→ Your objective: Copy every line of the records below where the word "defmt" occurs.

Stored data entries

※ ※ ※

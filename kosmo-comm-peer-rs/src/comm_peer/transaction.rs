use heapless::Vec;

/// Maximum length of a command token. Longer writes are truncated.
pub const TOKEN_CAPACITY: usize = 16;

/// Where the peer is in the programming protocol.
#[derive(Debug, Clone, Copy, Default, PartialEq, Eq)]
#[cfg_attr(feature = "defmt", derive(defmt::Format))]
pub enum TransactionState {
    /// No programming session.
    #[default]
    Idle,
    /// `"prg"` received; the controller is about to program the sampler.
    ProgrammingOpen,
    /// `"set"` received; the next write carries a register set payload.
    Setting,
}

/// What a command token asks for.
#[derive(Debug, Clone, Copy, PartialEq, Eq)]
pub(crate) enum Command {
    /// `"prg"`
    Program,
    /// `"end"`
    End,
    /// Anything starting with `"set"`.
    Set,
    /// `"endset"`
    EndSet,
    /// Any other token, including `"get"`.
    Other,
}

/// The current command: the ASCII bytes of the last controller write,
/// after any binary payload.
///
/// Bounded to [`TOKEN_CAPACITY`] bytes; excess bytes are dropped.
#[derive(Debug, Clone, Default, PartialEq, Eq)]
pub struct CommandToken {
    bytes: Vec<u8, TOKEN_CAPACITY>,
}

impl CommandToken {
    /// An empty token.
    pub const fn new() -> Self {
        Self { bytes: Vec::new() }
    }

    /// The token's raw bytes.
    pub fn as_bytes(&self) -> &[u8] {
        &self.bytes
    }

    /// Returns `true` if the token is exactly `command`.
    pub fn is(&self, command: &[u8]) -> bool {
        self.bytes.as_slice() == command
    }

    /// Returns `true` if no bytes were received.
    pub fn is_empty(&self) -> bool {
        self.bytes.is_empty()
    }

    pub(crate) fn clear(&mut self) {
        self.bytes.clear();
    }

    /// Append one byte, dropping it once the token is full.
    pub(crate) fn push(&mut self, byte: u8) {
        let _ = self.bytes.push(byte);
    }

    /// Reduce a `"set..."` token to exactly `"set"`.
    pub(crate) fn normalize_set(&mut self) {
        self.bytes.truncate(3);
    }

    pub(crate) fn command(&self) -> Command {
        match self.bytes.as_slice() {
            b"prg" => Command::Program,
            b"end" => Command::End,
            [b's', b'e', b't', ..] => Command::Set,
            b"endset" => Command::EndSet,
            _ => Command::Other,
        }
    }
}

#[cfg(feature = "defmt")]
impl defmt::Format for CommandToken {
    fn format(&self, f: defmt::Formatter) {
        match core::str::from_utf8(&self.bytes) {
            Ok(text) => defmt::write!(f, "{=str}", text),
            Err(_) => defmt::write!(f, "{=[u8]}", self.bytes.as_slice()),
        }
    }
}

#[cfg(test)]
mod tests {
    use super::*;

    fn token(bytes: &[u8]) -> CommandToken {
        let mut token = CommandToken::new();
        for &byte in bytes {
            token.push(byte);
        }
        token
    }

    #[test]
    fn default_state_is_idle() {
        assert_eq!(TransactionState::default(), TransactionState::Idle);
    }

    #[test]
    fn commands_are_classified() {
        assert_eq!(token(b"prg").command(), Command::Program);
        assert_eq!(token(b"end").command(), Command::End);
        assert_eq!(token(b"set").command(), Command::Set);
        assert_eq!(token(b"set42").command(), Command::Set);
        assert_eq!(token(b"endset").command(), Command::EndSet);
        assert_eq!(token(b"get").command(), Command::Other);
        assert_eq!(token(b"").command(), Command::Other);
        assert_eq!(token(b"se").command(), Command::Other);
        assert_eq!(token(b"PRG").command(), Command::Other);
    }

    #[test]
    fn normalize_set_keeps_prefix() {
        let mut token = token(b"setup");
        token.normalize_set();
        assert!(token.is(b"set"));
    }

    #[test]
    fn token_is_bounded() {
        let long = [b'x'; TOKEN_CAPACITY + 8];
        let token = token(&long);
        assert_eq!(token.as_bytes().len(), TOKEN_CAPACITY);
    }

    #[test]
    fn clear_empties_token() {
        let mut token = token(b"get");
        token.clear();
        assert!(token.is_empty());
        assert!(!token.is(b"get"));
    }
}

※ ※ ※

→ Result of this exercise:
#[cfg_attr(feature = "defmt", derive(defmt::Format))]
#[cfg(feature = "defmt")]
impl defmt::Format for CommandToken {
    fn format(&self, f: defmt::Formatter) {
            Ok(text) => defmt::write!(f, "{=str}", text),
            Err(_) => defmt::write!(f, "{=[u8]}", self.bytes.as_slice()),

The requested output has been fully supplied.